-- What the exercise asks --
Gather each line of the records where "base" appears.

(Collected data)
++++++++

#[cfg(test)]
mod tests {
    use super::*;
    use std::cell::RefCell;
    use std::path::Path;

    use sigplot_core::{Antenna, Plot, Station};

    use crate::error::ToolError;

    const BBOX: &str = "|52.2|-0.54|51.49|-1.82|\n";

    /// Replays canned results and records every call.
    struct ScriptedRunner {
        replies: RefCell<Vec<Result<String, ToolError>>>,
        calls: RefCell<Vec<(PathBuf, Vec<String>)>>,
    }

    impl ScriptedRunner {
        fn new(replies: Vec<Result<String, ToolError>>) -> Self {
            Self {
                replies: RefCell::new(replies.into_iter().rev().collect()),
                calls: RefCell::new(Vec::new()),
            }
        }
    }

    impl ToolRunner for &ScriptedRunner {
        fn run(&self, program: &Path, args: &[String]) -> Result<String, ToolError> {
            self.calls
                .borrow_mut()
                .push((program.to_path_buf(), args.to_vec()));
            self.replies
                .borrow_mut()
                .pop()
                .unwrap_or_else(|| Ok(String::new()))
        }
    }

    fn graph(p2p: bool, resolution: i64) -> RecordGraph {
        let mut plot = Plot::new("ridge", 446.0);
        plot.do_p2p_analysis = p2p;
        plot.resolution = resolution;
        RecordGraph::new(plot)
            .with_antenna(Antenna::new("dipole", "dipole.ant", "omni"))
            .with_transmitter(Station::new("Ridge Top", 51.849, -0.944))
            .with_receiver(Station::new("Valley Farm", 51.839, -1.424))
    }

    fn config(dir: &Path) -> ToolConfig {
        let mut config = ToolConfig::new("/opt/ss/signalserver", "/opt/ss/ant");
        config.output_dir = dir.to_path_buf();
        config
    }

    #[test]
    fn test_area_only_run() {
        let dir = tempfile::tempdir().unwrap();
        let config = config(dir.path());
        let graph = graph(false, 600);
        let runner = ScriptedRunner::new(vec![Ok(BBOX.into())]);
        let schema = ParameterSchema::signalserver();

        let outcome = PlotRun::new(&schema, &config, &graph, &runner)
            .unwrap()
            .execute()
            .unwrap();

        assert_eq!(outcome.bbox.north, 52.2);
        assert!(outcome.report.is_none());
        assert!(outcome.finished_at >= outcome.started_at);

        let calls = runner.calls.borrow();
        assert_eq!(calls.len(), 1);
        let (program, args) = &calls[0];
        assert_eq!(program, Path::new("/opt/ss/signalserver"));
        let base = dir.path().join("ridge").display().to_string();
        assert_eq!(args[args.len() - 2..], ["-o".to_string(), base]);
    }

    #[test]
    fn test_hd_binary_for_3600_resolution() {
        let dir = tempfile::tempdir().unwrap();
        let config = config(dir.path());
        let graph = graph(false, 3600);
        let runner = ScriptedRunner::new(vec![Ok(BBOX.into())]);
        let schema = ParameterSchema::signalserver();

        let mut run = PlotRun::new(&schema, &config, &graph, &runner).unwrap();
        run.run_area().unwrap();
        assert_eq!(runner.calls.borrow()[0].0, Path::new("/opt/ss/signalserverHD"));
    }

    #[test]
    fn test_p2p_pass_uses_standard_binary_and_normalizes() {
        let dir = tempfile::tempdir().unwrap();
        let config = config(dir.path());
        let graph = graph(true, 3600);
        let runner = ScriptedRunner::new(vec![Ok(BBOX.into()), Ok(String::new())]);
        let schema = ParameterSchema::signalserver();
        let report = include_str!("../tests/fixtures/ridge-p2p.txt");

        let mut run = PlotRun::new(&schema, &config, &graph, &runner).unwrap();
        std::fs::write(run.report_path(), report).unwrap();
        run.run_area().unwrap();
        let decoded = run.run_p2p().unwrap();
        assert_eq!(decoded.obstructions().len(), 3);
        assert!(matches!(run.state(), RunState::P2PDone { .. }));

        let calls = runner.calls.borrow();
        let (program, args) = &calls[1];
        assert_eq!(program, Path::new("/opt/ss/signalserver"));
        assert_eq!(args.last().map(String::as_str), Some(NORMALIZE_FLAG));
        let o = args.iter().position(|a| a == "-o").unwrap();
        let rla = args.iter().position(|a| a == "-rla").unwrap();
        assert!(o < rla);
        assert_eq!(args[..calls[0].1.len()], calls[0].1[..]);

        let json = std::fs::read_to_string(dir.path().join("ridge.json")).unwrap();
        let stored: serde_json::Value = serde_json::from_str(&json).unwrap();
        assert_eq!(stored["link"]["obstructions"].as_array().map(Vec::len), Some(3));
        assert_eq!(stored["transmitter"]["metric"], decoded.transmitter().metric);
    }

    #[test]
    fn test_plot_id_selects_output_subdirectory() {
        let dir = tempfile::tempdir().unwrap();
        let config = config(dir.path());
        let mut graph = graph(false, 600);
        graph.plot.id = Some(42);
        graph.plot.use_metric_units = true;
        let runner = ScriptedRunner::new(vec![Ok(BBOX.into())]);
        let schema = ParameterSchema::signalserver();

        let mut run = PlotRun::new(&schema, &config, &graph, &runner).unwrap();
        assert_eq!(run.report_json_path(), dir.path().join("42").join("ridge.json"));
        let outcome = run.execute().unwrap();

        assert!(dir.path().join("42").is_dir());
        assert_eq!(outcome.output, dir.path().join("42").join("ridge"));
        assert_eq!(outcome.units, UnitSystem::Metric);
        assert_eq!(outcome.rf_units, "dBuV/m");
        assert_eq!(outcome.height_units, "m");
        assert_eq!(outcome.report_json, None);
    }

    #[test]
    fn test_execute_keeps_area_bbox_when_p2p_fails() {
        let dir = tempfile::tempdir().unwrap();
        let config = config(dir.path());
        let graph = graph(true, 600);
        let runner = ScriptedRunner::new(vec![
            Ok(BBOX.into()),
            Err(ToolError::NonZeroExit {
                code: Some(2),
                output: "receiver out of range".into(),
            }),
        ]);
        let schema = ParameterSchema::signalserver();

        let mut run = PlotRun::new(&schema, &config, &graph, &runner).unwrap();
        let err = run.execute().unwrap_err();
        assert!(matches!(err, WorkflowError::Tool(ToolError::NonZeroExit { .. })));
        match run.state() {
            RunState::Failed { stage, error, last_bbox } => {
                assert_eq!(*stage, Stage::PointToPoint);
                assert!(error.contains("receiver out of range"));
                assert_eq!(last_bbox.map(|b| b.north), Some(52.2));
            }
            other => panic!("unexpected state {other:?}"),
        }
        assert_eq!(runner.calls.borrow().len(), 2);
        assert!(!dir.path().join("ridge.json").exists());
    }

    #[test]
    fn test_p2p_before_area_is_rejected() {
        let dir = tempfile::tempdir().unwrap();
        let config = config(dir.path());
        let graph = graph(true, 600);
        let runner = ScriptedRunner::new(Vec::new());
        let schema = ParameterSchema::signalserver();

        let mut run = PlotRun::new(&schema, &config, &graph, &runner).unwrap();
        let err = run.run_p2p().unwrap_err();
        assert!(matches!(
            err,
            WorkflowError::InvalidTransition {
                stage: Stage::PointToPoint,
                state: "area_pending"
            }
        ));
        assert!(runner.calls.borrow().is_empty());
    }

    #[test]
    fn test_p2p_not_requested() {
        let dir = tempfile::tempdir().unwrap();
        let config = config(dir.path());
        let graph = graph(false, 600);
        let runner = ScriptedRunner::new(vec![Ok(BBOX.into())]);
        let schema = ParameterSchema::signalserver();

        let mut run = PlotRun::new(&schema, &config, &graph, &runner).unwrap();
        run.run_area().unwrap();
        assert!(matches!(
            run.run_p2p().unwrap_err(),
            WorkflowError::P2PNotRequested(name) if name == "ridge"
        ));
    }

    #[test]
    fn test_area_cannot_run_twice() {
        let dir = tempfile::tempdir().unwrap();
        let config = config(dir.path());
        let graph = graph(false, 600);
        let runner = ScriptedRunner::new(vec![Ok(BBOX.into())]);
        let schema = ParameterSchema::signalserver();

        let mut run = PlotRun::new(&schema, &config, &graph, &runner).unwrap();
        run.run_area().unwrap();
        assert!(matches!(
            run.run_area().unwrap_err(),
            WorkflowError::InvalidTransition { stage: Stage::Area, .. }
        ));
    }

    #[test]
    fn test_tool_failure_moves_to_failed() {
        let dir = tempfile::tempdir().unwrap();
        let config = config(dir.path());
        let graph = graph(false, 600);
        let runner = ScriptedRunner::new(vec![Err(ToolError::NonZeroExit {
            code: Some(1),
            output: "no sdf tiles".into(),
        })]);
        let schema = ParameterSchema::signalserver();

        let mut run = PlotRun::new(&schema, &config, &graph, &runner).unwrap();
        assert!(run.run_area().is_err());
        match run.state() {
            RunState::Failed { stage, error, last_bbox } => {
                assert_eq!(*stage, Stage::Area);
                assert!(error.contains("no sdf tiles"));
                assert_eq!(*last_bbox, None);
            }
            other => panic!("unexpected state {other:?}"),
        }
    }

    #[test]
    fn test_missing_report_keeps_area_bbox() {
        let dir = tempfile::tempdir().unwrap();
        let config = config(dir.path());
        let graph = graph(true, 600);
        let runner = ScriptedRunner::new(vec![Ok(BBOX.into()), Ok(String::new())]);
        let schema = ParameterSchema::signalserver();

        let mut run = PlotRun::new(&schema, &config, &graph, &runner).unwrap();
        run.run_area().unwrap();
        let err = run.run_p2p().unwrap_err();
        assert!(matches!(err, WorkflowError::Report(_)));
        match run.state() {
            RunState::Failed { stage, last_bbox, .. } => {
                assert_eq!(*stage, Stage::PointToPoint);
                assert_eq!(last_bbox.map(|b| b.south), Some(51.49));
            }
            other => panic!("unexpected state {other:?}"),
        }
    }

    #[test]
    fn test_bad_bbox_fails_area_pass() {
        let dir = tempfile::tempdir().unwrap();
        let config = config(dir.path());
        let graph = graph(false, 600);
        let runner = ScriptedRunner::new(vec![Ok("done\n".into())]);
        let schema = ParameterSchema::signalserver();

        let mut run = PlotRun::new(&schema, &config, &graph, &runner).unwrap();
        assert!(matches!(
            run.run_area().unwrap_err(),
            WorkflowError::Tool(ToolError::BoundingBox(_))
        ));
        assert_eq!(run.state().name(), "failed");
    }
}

++++++++

-- Answer for this exercise --
        let base = dir.path().join("ridge").display().to_string();
        assert_eq!(args[args.len() - 2..], ["-o".to_string(), base]);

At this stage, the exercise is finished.